In the data below, find the line that contains "Self(Uuid::new_v4())" and the line that contains "type Err = uuid::Error;". Copy both, plus every line between them, exactly.

+ + + + +

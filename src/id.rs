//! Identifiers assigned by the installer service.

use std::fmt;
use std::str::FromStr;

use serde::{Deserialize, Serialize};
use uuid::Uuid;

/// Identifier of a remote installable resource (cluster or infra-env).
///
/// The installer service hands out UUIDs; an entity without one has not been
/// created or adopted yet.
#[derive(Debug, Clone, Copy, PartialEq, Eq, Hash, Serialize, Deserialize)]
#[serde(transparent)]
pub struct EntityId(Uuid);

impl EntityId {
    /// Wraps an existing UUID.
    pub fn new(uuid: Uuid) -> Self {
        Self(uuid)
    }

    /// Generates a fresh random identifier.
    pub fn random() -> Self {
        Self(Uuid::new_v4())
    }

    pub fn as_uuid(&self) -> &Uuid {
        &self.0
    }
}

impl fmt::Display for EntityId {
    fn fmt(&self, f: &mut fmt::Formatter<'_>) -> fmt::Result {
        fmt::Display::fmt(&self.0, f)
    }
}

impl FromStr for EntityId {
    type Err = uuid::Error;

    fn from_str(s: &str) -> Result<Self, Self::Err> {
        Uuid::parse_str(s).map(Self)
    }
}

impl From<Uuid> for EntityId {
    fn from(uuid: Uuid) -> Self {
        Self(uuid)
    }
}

+ + + + +

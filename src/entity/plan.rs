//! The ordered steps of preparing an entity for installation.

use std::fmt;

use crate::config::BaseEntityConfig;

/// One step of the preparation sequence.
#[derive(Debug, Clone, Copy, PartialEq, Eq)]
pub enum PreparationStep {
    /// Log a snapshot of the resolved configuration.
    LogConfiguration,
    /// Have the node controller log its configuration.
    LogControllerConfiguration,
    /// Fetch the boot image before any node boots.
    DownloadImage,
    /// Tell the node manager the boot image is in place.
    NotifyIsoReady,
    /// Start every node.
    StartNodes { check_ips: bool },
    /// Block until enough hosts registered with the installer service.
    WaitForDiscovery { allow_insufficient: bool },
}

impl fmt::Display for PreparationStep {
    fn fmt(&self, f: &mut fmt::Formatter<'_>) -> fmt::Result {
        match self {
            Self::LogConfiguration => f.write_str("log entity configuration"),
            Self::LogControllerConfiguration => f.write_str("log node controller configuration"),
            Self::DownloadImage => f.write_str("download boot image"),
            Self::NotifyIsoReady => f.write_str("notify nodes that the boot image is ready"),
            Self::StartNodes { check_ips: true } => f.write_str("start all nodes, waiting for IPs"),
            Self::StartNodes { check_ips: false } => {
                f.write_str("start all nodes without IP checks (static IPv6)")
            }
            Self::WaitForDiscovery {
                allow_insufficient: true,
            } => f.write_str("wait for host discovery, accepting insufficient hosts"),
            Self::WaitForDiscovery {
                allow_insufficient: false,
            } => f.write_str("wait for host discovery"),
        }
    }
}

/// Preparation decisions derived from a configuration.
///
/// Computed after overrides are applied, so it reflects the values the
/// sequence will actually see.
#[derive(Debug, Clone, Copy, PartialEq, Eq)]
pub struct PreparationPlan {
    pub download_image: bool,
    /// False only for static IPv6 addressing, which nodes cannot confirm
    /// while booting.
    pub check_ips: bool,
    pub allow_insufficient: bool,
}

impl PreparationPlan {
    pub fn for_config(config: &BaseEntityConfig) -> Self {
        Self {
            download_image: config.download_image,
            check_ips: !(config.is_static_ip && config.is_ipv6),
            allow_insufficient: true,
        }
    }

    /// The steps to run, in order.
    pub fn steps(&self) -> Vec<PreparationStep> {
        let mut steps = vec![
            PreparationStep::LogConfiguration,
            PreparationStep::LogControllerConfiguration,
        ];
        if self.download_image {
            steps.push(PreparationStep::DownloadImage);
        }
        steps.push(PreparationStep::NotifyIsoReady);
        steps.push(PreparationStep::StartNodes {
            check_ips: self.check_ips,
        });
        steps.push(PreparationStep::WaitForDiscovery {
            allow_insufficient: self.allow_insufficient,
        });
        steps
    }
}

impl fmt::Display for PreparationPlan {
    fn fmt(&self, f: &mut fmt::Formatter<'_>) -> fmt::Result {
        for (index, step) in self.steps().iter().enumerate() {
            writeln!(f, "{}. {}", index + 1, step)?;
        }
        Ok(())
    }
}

+ + + + +

> [Solution]:
        Self(Uuid::new_v4())
    }

    pub fn as_uuid(&self) -> &Uuid {
        &self.0
    }
}

impl fmt::Display for EntityId {
    fn fmt(&self, f: &mut fmt::Formatter<'_>) -> fmt::Result {
        fmt::Display::fmt(&self.0, f)
    }
}

impl FromStr for EntityId {
    type Err = uuid::Error;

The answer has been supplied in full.